The 2023–24 EuroLeague Women was the 66th edition of the European women's club basketball championship organized by FIBA, and the 27th edition since being rebranded as the EuroLeague Women. Fenerbahçe Alagoz Holding are the defending champions.

The Turkish side successfully defended their crown by defeating first-time finalists Villeneuve d'Ascq LM to become back-to-back champions in the competition.

This season had record-breaking success on digital platforms.

==Format==
After the qualifiers, sixteen teams play in the regular season. They were divided into 2 groups of 8, with the top 4 advancing to the quarter-finals. In the quarter-finals, the eight teams left played in four best-of-three play-offs, and whoever wins the series make the final four.

==Rankings==
The results were based on the results of the past three seasons.

- Associations 1–4 can have three teams qualify.
- Associations 5–8 each have two teams qualify.
- Associations 9–10 each have one team qualify directly into the regular season.
- Associations below the top 10 can have one team qualify for the qualification round.

If a club who qualified for the regular season doesn't take the place, it will be given to another club who entered.

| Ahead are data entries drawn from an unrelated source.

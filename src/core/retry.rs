// src/core/retry.rs
//! Bounded retry with a fixed delay.
//!
//! Every "try, wait, try again" loop in the scraper goes through here:
//!
//! ```ignore
//! let mut attempts = policy.start("portal load");
//! loop {
//!     match try_load(session).await {
//!         Ok(v) => break v,
//!         Err(e) => attempts.failed(e).await?,
//!     }
//! }
//! ```
//!
//! `failed` either sleeps and lets the loop go again, or returns the error
//! that ends it: the error itself when it is fatal, `Exhausted` when the
//! attempt budget is spent.

use std::time::Duration;

use tracing::warn;

use crate::error::ScrapeError;

#[derive(Clone, Copy, Debug, PartialEq, Eq)]
pub struct RetryPolicy {
    pub max_attempts: u32,
    pub delay: Duration,
}

impl RetryPolicy {
    pub fn new(max_attempts: u32, delay: Duration) -> Self {
        Self { max_attempts: max_attempts.max(1), delay }
    }

    pub fn start<'a>(&self, what: &'a str) -> Attempts<'a> {
        Attempts {
            what,
            attempt: 1,
            max: self.max_attempts.max(1),
            delay: self.delay,
        }
    }
}

/// Cursor over one retry loop.
#[derive(Debug)]
pub struct Attempts<'a> {
    what: &'a str,
    attempt: u32,
    max: u32,
    delay: Duration,
}

impl Attempts<'_> {
    /// 1-based number of the attempt currently running.
    pub fn number(&self) -> u32 {
        self.attempt
    }

    pub fn is_retry(&self) -> bool {
        self.attempt > 1
    }

    /// Record a failed attempt.
    /// `Ok(())` means "sleep done, go again".
    pub async fn failed(&mut self, err: ScrapeError) -> Result<(), ScrapeError> {
        if err.is_fatal() {
            return Err(err);
        }
        if self.attempt >= self.max {
            return Err(ScrapeError::Exhausted {
                what: s!(self.what),
                attempts: self.attempt,
                last: Box::new(err),
            });
        }
        warn!(
            what = self.what,
            attempt = self.attempt,
            max = self.max,
            error = %err,
            "attempt failed, retrying"
        );
        tokio::time::sleep(self.delay).await;
        self.attempt += 1;
        Ok(())
    }
}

| Rank | Association | Average points | Teams |
| 1 | Turkey | 217.33 | 3 |
| 2 | Spain | 180.00 |
| 3 | France | 152.67 |
| 4 | Hungary | 126.67 | 2 |
| 5 | Russia | 109.33 | 0 |
| 6 | Italy | 87.33 | 2 |
| 7 | Czech Republic | 57.33 | 1 |
| 8 | Poland | 44.00 | 2 |
| 9 | Belgium | 27.33 | 0 |
| 10 | Israel | 20.67 |
| 11 | Latvia | 18.00 | 1 |
| 12 | Greece | 17.67 | 0 |
| 13 | Romania | 14.00 | 1 |
| 14 | Switzerland | 12.67 | 0 |

| Rank | Association | Average points | Teams |
| 15 | Slovakia | 7.33 | 0 |
| 16 | Ukraine | 6.33 |
| 17 | Serbia | 5.33 |
| 17 | Great Britain | 5.33 | 1 |
| 19 | Portugal | 4.00 | 0 |
| 19 | Luxembourg | 4.00 |
| 21 | Germany | 2.67 |
| 21 | Lithuania | 2.67 |
| 23 | Croatia | 2.00 |
| 23 | Belarus | 2.00 |
| 23 | Sweden | 2.00 |
| 26 | Bulgaria | 1.33 |
| 26 | Iceland | 1.33 |
| 28 | Norway | 0.67 |

==Teams==
The teams were announced on 13 July 2024. League positions of the previous season shown in parentheses (TH EL: EuroLeague Women title holders; TH EC: EuroCup Women title holders). Also, S means that the team in the qualifying round was seeded.

Regular season
| CZE ZVVZ USK Praha (1st) | POL AZS UMCS Lublin (1st) |
| FRA LDLC ASVEL Féminin^{TH EC} (1st) | ESP Valencia Basket (1st) |
| FRA Basket Landes (CW, 5th) | ESP Casademont Zaragoza (CW, 4th) |
| FRA ESB Villeneuve-d'Ascq (2nd) | ESP Perfumerias Avenida (2nd) |
| HUN SERCO Uni Győr (2nd) | TUR Fenerbahçe Alagoz Holding^{TH EL} (1st) |
| ITA Beretta Famila Schio (1st) | TUR Çukurova Basketbol Mersin (2nd) |
ITA Virtus Segafredo Bologna (2nd)
Qualifying round
| GBR London Lions (1st) | POL KGHM BC Polkowice ^{S} (2nd) |
| HUN DVTK HUN-Therm ^{S} (3rd) | ROU ACS Sepsi SIC (1st) |
| LAT TTT Riga ^{S} (1st) | TUR Beşiktaş (7th) |

==Round and draw dates==
===Schedule===

| Phase | Round | Round date |
| Qualification round |  | 20–27 September 2023 |
| Regular season | Matchday 1 | 4 October 2023 |
| Matchday 2 | 11 October 2023 |
| Matchday 3 | 18 October 2023 |
| Matchday 4 | 25 October 2023 |
| Matchday 5 | 31 October 2023 |
| Matchday 6 | 22 November 2023 |
| Matchday 7 | 29 November 2023 |
| Matchday 8 | 6 December 2023 |
| Matchday 9 | 13 December 2023 |
| Matchday 10 | 20 December 2023 |
| Matchday 11 | 10 January 2024 |
| Matchday 12 | 17 January 2024 |
| Matchday 13 | 24 January 2024 |
| Matchday 14 | 30 January 2024 |
| Quarter-finals | First leg | 21 February 2024 |
| Second leg | 28 February 2024 |
| Third leg | 6 March 2024 |
| Final four | Semi-finals | 12 April 2024 |
| Final | 14 April 2024 |

===Draw===
The draw was held on 9 August 2023 in Munich, Germany.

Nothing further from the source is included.